Hello everybody, I’d like to begin with a somewhat provocative opening:

I believe that historians are unprepared to engage with the quantity of digital sources that will fundamentally transform their trade. Web archives are going to transform the work we do for a few main reasons:

First, more data than ever before is being preserved. This is both good and bad, because we need to program to access this material – and we’re not there yet.

Secondly, it’s going to be saved and delivered to us in very different ways.

We need to understand it along the lines of both opportunity and challenge and begin to lay the foundation for historians to recognize the importance of this.

Most historians work with traditional archives, which are limited on a number of levels: physical space, the work of accession and preservation, acquisition, etc. This process has meant that historians are working with scant traces of the past – 99.9% of things that happen are never recorded (something which is not philosophically going to change). Events are transitory, they happen, and unless it ends up in an archive box, or newspaper, they are generally lost.

The problem is, with these, in a word, that of scarcity, as the late great American historian Roy Rosenzweig noted.

Yet I want to hold to you today that the arrival of something new portends to change and alter the work that we do. And it is this:

The WARC file, or WebARChive file. It lets us bundle up thousands of websites into one single file, which we can access computationally or with the Wayback Machine.

Here’s the AHA back in 1997. Well, actually the Historian’s Committee for Open Debate, which used historians.org until sometime in 2004.

So what does this mean?

Imagine a future historian, taking on a central question of social and cultural life in the middle of the first decade of the twenty-first century, such as how Canadians understood Idle No More or the Occupy movement through social media?

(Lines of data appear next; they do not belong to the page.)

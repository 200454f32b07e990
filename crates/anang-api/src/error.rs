//! API error types.
//!
//! Every variant's `Display` is the user-facing message: the backend's
//! `detail` when it sent one, otherwise the operation's fallback text.

use thiserror::Error;

/// Errors surfaced by [`crate::ApiClient`] operations.
#[derive(Debug, Error)]
pub enum ApiError {
    /// Rejected on the client before any request was sent.
    #[error("{0}")]
    Validation(String),

    /// 409: duplicate email, application, or account.
    #[error("{message}")]
    Conflict { message: String },

    /// 401: invalid credentials.
    #[error("{message}")]
    Auth { message: String },

    /// 400/404: missing prerequisite or unknown resource.
    #[error("{message}")]
    Precondition { status: u16, message: String },

    /// No response was received.
    #[error("{message}")]
    Network {
        message: String,
        #[source]
        source: reqwest::Error,
    },

    /// Any other non-success status.
    #[error("{message}")]
    Server { status: u16, message: String },

    /// A success response whose body could not be parsed.
    #[error("unexpected response from server: {0}")]
    Decode(String),
}

impl ApiError {
    /// HTTP status behind the error, when one was received.
    #[must_use]
    pub const fn status(&self) -> Option<u16> {
        match self {
            Self::Conflict { .. } => Some(409),
            Self::Auth { .. } => Some(401),
            Self::Precondition { status, .. } | Self::Server { status, .. } => Some(*status),
            Self::Validation(_) | Self::Network { .. } | Self::Decode(_) => None,
        }
    }

    /// Whether the request never reached the server.
    #[must_use]
    pub const fn is_network(&self) -> bool {
        matches!(self, Self::Network { .. })
    }
}
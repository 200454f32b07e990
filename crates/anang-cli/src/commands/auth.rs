use anang_core::entities::Session;
use anang_portal::LoginPage;
use serde::Serialize;

use crate::bootstrap::AppContext;
use crate::cli::GlobalFlags;
use crate::cli::subcommands::AuthCommands;
use crate::output::output;
use crate::progress::Spinner;

#[derive(Serialize)]
struct SessionResponse {
    authenticated: bool,
    email: Option<String>,
    name: Option<String>,
    status: Option<String>,
    storage: &'static str,
    api_base_url: String,
}

#[derive(Serialize)]
struct LogoutResponse {
    cleared: bool,
}

/// Handle `anang auth <subcommand>`.
pub async fn handle(action: &AuthCommands, ctx: &AppContext, flags: &GlobalFlags) -> anyhow::Result<()> {
    match action {
        AuthCommands::Signup(args) => {
            Spinner::around("Creating account...", ctx.store.signup(&args.email, &args.password))
                .await?;
        }
        AuthCommands::Login(args) => {
            let mut page = LoginPage::new();
            Spinner::around("Signing in...", page.submit(&ctx.store, &args.email, &args.password))
                .await?;
        }
        AuthCommands::Logout => {
            ctx.store.logout()?;
            return output(&LogoutResponse { cleared: true }, flags.format);
        }
        AuthCommands::Status => {}
    }
    output(&session_response(&ctx.store.current(), ctx), flags.format)
}

fn session_response(session: &Session, ctx: &AppContext) -> SessionResponse {
    let user = session.user();
    SessionResponse {
        authenticated: session.is_authenticated(),
        email: user.map(|u| u.email.clone()),
        name: user.map(|u| u.name.clone()),
        status: user.and_then(|u| u.status).map(|s| s.to_string()),
        storage: ctx.store.storage().backend(),
        api_base_url: ctx.config.api.base().to_string(),
    }
}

What would her archive look like?

I like to imagine it as boxes stretching out into the distance, tapering off, without any immediate reference points to bring it into perspective.

Many of these digital archives will be without human-generated finding aids, would have perhaps no dividers or headings within “files,” and certainly no archivist with a comprehensive grasp of the collection contents.

Now this all means that historians need to get involved a bit earlier, of course. Of all those Occupy Wall Street sites – created in the heat of a movement, etc., they didn’t have data management plans. And so two years later, only 41% of those sites are still active today.

I like to throw this in because it shows that we need to actively maintain our digital sources, and historians need to begin thinking about retaining the data that we generate today.

If I wrote a book in 1991 and put it on a shelf in my basement, and came back in 2014, chances are I can read it. I’m damn sure that if I wrote a digital object, it would be unusable. We ned to be active.

But I digress. Some of it will be retained, and it’s going to be retained on a massive scale thanks to the efforts of institutions like the Internet Archive and some legal deposit institutions in Europe. Remember scarcity? We’re in the era of historical abundance.

Take Twitter, for example. During the #IdleNoMore protests, there were an astonishing 55,334 tweets on 11 January 2013. Each tweet can be up to 140 characters. Through a complicated bit of math that I whipped together, I argue that that’s over 1,800 pages if we take 300 words per page. That’s a MASSIVE book, and you’ve got one for every day of the big protest.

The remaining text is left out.